GA4GH Phenopackets and pedigree data: Phenopacket v2, HPO, and how Evagene fits

A technical guide for rare disease teams on GA4GH Phenopackets v2, how Phenopackets represent pedigrees through the Family schema, comparison with FHIR FamilyMemberHistory, and how Evagene's current disease-centric model relates to Phenopacket interoperability.

| 13 min read

Short version. GA4GH Phenopackets v2 is the current version of a genomics-research-oriented standard for capturing deep phenotypic and genomic information about an individual, with HPO as the core phenotype vocabulary. A Phenopacket Family bundles a proband Phenopacket, relative Phenopackets, and a PED-style Pedigree structure — together a machine-readable rare-disease record suitable for Matchmaker Exchange and similar networks. Evagene does not currently ship native Phenopacket v2 export; its clinical model is disease-centric via ICD-10 / OMIM rather than HPO-first. JSON export from Evagene carries enough structural pedigree and coded disease data that an adapter can produce a Phenopacket Family; services doing HPO-first deep phenotyping still need to source HPO terms separately. PedigreeTool supports Phenopackets v2 natively and is a closer fit for those workflows today. Phenopacket support is on the Evagene roadmap.

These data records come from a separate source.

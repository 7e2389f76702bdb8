//! Error taxonomy for the tick cache
//!
//! Only `CacheError::Configuration` ever crosses the engine's public
//! boundary: it is raised at construction time so a misconfigured or
//! unreachable warm tier is caught at startup. Every other variant is
//! absorbed internally and surfaces to callers as a cache miss, a `false`
//! return, or a degraded health status.

use thiserror::Error;

#[derive(Debug, Error)]
pub enum CacheError {
    /// Invalid or missing configuration, or a warm tier that cannot be
    /// reached at construction time. Fatal.
    #[error("invalid configuration: {0}")]
    Configuration(String),

    /// Network failure, timeout, or error response from the warm tier
    /// during steady-state operation. Callers never see this directly.
    #[error("warm tier error: {0}")]
    WarmTier(String),

    /// Malformed payload retrieved from the warm tier. Treated as a miss.
    #[error("serialization error: {0}")]
    Serialization(#[from] serde_json::Error),
}

impl From<redis::RedisError> for CacheError {
    fn from(err: redis::RedisError) -> Self {
        CacheError::WarmTier(err.to_string())
    }
}

pub type Result<T> = std::result::Result<T, CacheError>;
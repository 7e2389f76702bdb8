//! Hot tier (L1) - in-process, bounded, TTL+LRU store
//!
//! Provides sub-millisecond access to recently touched keys. Entries past
//! their TTL are treated as absent on read (lazy expiry) and reclaimed by
//! the periodic sweep; exceeding the size bound evicts the least recently
//! accessed entry until the store is back within bound.
//!
//! All state sits behind a single `parking_lot::Mutex` that is never held
//! across an await point, so the store is safe to share between concurrent
//! engine calls.

use parking_lot::Mutex;
use std::collections::{BTreeMap, HashMap};
use std::sync::Arc;
use std::time::{Duration, Instant};
use tracing::debug;

use crate::types::StreamDataPoint;

struct HotEntry {
    points: Arc<Vec<StreamDataPoint>>,
    inserted_at: Instant,
    ttl: Duration,
    /// Monotonic recency stamp; lowest value is the LRU victim
    last_access: u64,
}

impl HotEntry {
    fn is_expired(&self, now: Instant) -> bool {
        now.duration_since(self.inserted_at) >= self.ttl
    }
}

#[derive(Default)]
struct HotState {
    entries: HashMap<String, HotEntry>,
    /// Recency index mirroring `entries`: stamp -> key. Stamps are unique,
    /// so the first index entry is always the LRU victim and eviction stays
    /// O(log n) under sustained write pressure.
    recency: BTreeMap<u64, String>,
    access_seq: u64,
    evictions: u64,
    expirations: u64,
}

/// In-process bounded TTL+LRU store for tick payloads
pub struct HotTierStore {
    state: Mutex<HotState>,
    max_entries: usize,
}

impl HotTierStore {
    pub fn new(max_entries: usize) -> Self {
        Self {
            state: Mutex::new(HotState::default()),
            max_entries,
        }
    }

    /// Insert or overwrite an entry, resetting its recency and TTL clock.
    /// Evicts LRU entries inline if the insert pushed the store over bound.
    pub fn put(&self, key: &str, points: Arc<Vec<StreamDataPoint>>, ttl: Duration) {
        let mut state = self.state.lock();
        state.access_seq += 1;
        let last_access = state.access_seq;
        if let Some(old) = state.entries.insert(
            key.to_string(),
            HotEntry {
                points,
                inserted_at: Instant::now(),
                ttl,
                last_access,
            },
        ) {
            state.recency.remove(&old.last_access);
        }
        state.recency.insert(last_access, key.to_string());
        Self::evict_locked(&mut state, self.max_entries);
    }

    /// Fetch an entry if present and fresh; a hit refreshes recency.
    /// An expired entry is removed on the spot and reported as absent.
    pub fn get(&self, key: &str) -> Option<Arc<Vec<StreamDataPoint>>> {
        let mut state = self.state.lock();
        let now = Instant::now();

        let expired = match state.entries.get(key) {
            Some(entry) => entry.is_expired(now),
            None => return None,
        };

        if expired {
            if let Some(entry) = state.entries.remove(key) {
                state.recency.remove(&entry.last_access);
            }
            state.expirations += 1;
            debug!("Hot tier entry expired on read: {}", key);
            return None;
        }

        state.access_seq += 1;
        let seq = state.access_seq;
        let HotState {
            entries, recency, ..
        } = &mut *state;
        entries.get_mut(key).map(|entry| {
            recency.remove(&entry.last_access);
            recency.insert(seq, key.to_string());
            entry.last_access = seq;
            Arc::clone(&entry.points)
        })
    }

    /// Evict least-recently-accessed entries until within the size bound
    pub fn evict_if_needed(&self) {
        let mut state = self.state.lock();
        Self::evict_locked(&mut state, self.max_entries);
    }

    fn evict_locked(state: &mut HotState, max_entries: usize) {
        while state.entries.len() > max_entries {
            match state.recency.pop_first() {
                Some((_, key)) => {
                    state.entries.remove(&key);
                    state.evictions += 1;
                    debug!("Evicted LRU hot tier entry: {}", key);
                }
                None => break,
            }
        }
    }

    /// Reclaim all entries whose TTL has elapsed
    pub fn sweep_expired(&self) -> usize {
        let mut state = self.state.lock();
        let now = Instant::now();
        let HotState {
            entries, recency, ..
        } = &mut *state;
        let before = entries.len();
        entries.retain(|_, entry| {
            if entry.is_expired(now) {
                recency.remove(&entry.last_access);
                false
            } else {
                true
            }
        });
        let removed = before - entries.len();
        state.expirations += removed as u64;
        if removed > 0 {
            debug!("Hot tier sweep removed {} expired entries", removed);
        }
        removed
    }

    /// Remove a single entry; absent keys are a no-op
    pub fn delete(&self, key: &str) -> bool {
        let mut state = self.state.lock();
        match state.entries.remove(key) {
            Some(entry) => {
                state.recency.remove(&entry.last_access);
                true
            }
            None => false,
        }
    }

    pub fn clear(&self) {
        let mut state = self.state.lock();
        state.entries.clear();
        state.recency.clear();
    }

    pub fn len(&self) -> usize {
        self.state.lock().entries.len()
    }

    pub fn is_empty(&self) -> bool {
        self.len() == 0
    }

    /// Lifetime eviction count (size-bound victims only)
    pub fn eviction_count(&self) -> u64 {
        self.state.lock().evictions
    }

    /// Lifetime TTL expiration count (lazy reads + sweeps)
    pub fn expiration_count(&self) -> u64 {
        self.state.lock().expirations
    }
}
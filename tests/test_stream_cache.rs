//! Integration tests for the stream cache engine
//!
//! Drives the full engine through the public API against an in-memory warm
//! tier double, covering the end-to-end read-through/promotion flow, event
//! emission, and fail-soft behavior under warm-tier outage.

use async_trait::async_trait;
use parking_lot::Mutex;
use serde_json::Value;
use std::collections::HashMap;
use std::sync::atomic::{AtomicBool, AtomicU64, Ordering};
use std::sync::Arc;

use tickcache::{
    CacheConfig, CacheError, CacheEventSink, CachePriority, HealthState, RawDataPoint,
    StreamCacheEngine, WarmTierStore,
};

/// In-memory stand-in for the Redis warm tier
#[derive(Default)]
struct FakeWarmTier {
    data: Mutex<HashMap<String, String>>,
    get_calls: AtomicU64,
    offline: AtomicBool,
}

impl FakeWarmTier {
    fn check_online(&self) -> Result<(), CacheError> {
        if self.offline.load(Ordering::SeqCst) {
            Err(CacheError::WarmTier("warm tier offline".to_string()))
        } else {
            Ok(())
        }
    }
}

#[async_trait]
impl WarmTierStore for FakeWarmTier {
    async fn get(&self, key: &str) -> Result<Option<String>, CacheError> {
        self.get_calls.fetch_add(1, Ordering::SeqCst);
        self.check_online()?;
        Ok(self.data.lock().get(key).cloned())
    }

    async fn set_with_ttl(&self, key: &str, value: &str, _ttl_secs: u64) -> Result<(), CacheError> {
        self.check_online()?;
        self.data.lock().insert(key.to_string(), value.to_string());
        Ok(())
    }

    async fn delete(&self, key: &str) -> Result<(), CacheError> {
        self.check_online()?;
        self.data.lock().remove(key);
        Ok(())
    }

    async fn scan_keys(&self, prefix: &str) -> Result<Vec<String>, CacheError> {
        self.check_online()?;
        Ok(self
            .data
            .lock()
            .keys()
            .filter(|k| k.starts_with(prefix))
            .cloned()
            .collect())
    }

    async fn ping(&self) -> Result<(), CacheError> {
        self.check_online()
    }
}

/// Event sink that records every emitted event name
#[derive(Default)]
struct RecordingSink {
    events: Mutex<Vec<String>>,
}

impl CacheEventSink for RecordingSink {
    fn emit(&self, event: &str, _payload: Value) {
        self.events.lock().push(event.to_string());
    }
}

fn tick(symbol: &str, timestamp: i64) -> RawDataPoint {
    RawDataPoint {
        symbol: symbol.to_string(),
        price: 150.25,
        volume: 1000.0,
        timestamp: Some(timestamp),
        change: None,
        change_percent: None,
    }
}

fn build_engine() -> (StreamCacheEngine, Arc<FakeWarmTier>, Arc<RecordingSink>) {
    let warm = Arc::new(FakeWarmTier::default());
    let sink = Arc::new(RecordingSink::default());
    let engine = StreamCacheEngine::new(
        CacheConfig::default(),
        warm.clone(),
        Some(sink.clone()),
    )
    .unwrap();
    (engine, warm, sink)
}

#[tokio::test]
async fn test_full_write_read_promote_cycle() {
    let (engine, warm, _) = build_engine();

    // Warm-only write, then read through: the first read promotes
    engine
        .set_data("q:AAPL", vec![tick("AAPL.US", 1_700_000_000_000)], CachePriority::Warm)
        .await;

    let points = engine.get_data("q:AAPL").await.unwrap();
    assert_eq!(points[0].symbol, "AAPL.US");
    let warm_reads = warm.get_calls.load(Ordering::SeqCst);

    // Promoted: no further warm reads for the same key
    let points = engine.get_data("q:AAPL").await.unwrap();
    assert_eq!(points[0].timestamp, 1_700_000_000_000);
    assert_eq!(warm.get_calls.load(Ordering::SeqCst), warm_reads);
}

#[tokio::test]
async fn test_pre_seeded_warm_payload_round_trip() -> anyhow::Result<()> {
    let (engine, warm, _) = build_engine();
    warm.data.lock().insert(
        "stream_cache:q:TSLA".to_string(),
        r#"[{"s":"TSLA.US","p":800.75,"v":2000,"t":1700000001000}]"#.to_string(),
    );

    let points = engine
        .get_data("q:TSLA")
        .await
        .ok_or_else(|| anyhow::anyhow!("expected warm hit"))?;
    assert_eq!(points.len(), 1);
    assert_eq!(points[0].symbol, "TSLA.US");
    assert_eq!(points[0].price, 800.75);
    assert_eq!(points[0].volume, 2000.0);
    assert_eq!(points[0].timestamp, 1_700_000_001_000);
    Ok(())
}

#[tokio::test]
async fn test_events_emitted_per_operation() {
    let (engine, _, sink) = build_engine();

    engine
        .set_data("q:AAPL", vec![tick("AAPL.US", 1)], CachePriority::Hot)
        .await;
    let _ = engine.get_data("q:AAPL").await; // hot hit
    let _ = engine.get_data("q:MISSING").await; // miss
    engine.delete_data("q:AAPL").await;

    let events = sink.events.lock().clone();
    assert!(events.contains(&"cache_write".to_string()));
    assert!(events.contains(&"cache_hit".to_string()));
    assert!(events.contains(&"cache_miss".to_string()));
    assert!(events.contains(&"cache_delete".to_string()));
}

#[tokio::test]
async fn test_warm_outage_degrades_to_misses() {
    let (engine, warm, _) = build_engine();

    engine
        .set_data("q:AAPL", vec![tick("AAPL.US", 1)], CachePriority::Hot)
        .await;

    warm.offline.store(true, Ordering::SeqCst);

    // Hot-tier data still serves
    assert!(engine.get_data("q:AAPL").await.is_some());

    // Everything else fail-softs: miss, false, completed delete
    assert!(engine.get_data("q:OTHER").await.is_none());
    assert!(
        !engine
            .set_data("q:NEW", vec![tick("N.US", 1)], CachePriority::Warm)
            .await
    );
    engine.delete_data("q:GONE").await;

    let health = engine.get_health_status().await;
    assert_eq!(health.status, HealthState::Unhealthy);
    assert!(!health.warm_connected);
    assert!(health.last_error.is_some());

    // Recovery is observed on the next probe
    warm.offline.store(false, Ordering::SeqCst);
    let health = engine.get_health_status().await;
    assert_eq!(health.status, HealthState::Healthy);
    assert!(health.warm_connected);
}

#[tokio::test]
async fn test_batch_fan_out_against_warm_tier() {
    let (engine, _, _) = build_engine();

    for i in 0..20 {
        engine
            .set_data(
                &format!("q:SYM{}", i),
                vec![tick(&format!("SYM{}.US", i), 1_700_000_000_000 + i)],
                CachePriority::Warm,
            )
            .await;
    }

    let keys: Vec<String> = (0..20).map(|i| format!("q:SYM{}", i)).collect();
    let result = engine.get_batch_data(&keys).await;

    assert_eq!(result.len(), 20);
    for (key, points) in result {
        let points = points.unwrap_or_else(|| panic!("missing batch result for {}", key));
        assert_eq!(points.len(), 1);
    }
}

#[tokio::test]
async fn test_get_data_since_across_promotion() {
    let (engine, _, _) = build_engine();

    engine
        .set_data(
            "q:HIST",
            vec![tick("H.US", 1000), tick("H.US", 2000), tick("H.US", 3000)],
            CachePriority::Warm,
        )
        .await;

    // Resolution goes through the warm tier and promotes
    let fresh = engine.get_data_since("q:HIST", 1500).await.unwrap();
    assert_eq!(
        fresh.iter().map(|p| p.timestamp).collect::<Vec<_>>(),
        vec![2000, 3000]
    );

    assert!(engine.get_data_since("q:HIST", 5000).await.is_none());
}

#[tokio::test]
async fn test_clear_all_then_engine_still_usable() {
    let (engine, _, _) = build_engine();

    engine
        .set_data("q:AAPL", vec![tick("AAPL.US", 1)], CachePriority::Hot)
        .await;
    engine.clear_all().await;

    assert!(engine.get_data("q:AAPL").await.is_none());

    engine
        .set_data("q:AAPL", vec![tick("AAPL.US", 2)], CachePriority::Hot)
        .await;
    assert!(engine.get_data("q:AAPL").await.is_some());

    engine.close();
}
//! Warm-tier health probing
//!
//! A probe grades the warm tier in two steps: a `PING` for connectivity,
//! then a throwaway canary write for actual write capability. A reachable
//! server that rejects writes (full, read-only replica, ACL problem) is
//! `degraded` rather than `unhealthy`.

use parking_lot::Mutex;
use std::sync::Arc;
use tracing::warn;

use crate::types::{HealthState, HealthStatus};
use crate::warm_tier::WarmTierStore;

const CANARY_TTL_SECS: u64 = 5;

pub struct HealthMonitor {
    warm: Arc<dyn WarmTierStore>,
    namespace: String,
    last_error: Mutex<Option<String>>,
}

impl HealthMonitor {
    pub fn new(warm: Arc<dyn WarmTierStore>, namespace: &str) -> Self {
        Self {
            warm,
            namespace: namespace.to_string(),
            last_error: Mutex::new(None),
        }
    }

    /// Probe the warm tier and derive a health grade.
    ///
    /// `hot_cache_size` is passed through into the report so a single call
    /// answers both "is the warm tier up" and "how full is the hot tier".
    pub async fn probe(&self, hot_cache_size: usize) -> HealthStatus {
        if let Err(e) = self.warm.ping().await {
            warn!("Warm tier ping failed: {}", e);
            let message = e.to_string();
            *self.last_error.lock() = Some(message.clone());
            return HealthStatus {
                status: HealthState::Unhealthy,
                hot_cache_size,
                warm_connected: false,
                last_error: Some(message),
            };
        }

        let canary_key = format!(
            "{}:healthcheck:{}",
            self.namespace,
            rand::random::<u32>()
        );
        if let Err(e) = self
            .warm
            .set_with_ttl(&canary_key, "ok", CANARY_TTL_SECS)
            .await
        {
            warn!("Warm tier canary write failed: {}", e);
            let message = e.to_string();
            *self.last_error.lock() = Some(message.clone());
            return HealthStatus {
                status: HealthState::Degraded,
                hot_cache_size,
                warm_connected: true,
                last_error: Some(message),
            };
        }

        HealthStatus {
            status: HealthState::Healthy,
            hot_cache_size,
            warm_connected: true,
            last_error: self.last_error.lock().clone(),
        }
    }
}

This page is for rare disease teams who need to place Evagene in a Phenopacket-oriented pipeline, and for platform evaluators comparing approaches across tools.

What Phenopackets are

Phenopackets is a standard published by the Global Alliance for Genomics and Health (GA4GH) for representing phenotypic and genomic information about a subject in a structured, machine-processable way. The v2 schema is the current published version, defined as Protocol Buffers with canonical JSON encoding. Its core building blocks:

  • Subject — demographics and status.
  • PhenotypicFeature — observed phenotypes, coded against the Human Phenotype Ontology (HPO) with optional modifiers such as onset, severity, evidence, and excluded status.
  • Measurement — quantitative clinical measurements.
  • Biosample — tissue or fluid samples, with procedure and histology.
  • Disease — diagnosed conditions, coded against OMIM, Mondo, or similar.
  • Interpretation — the diagnostic interpretation, typically linking variants to the disease.
  • MetaData — authoring resource, created-by, ontologies used and their versions.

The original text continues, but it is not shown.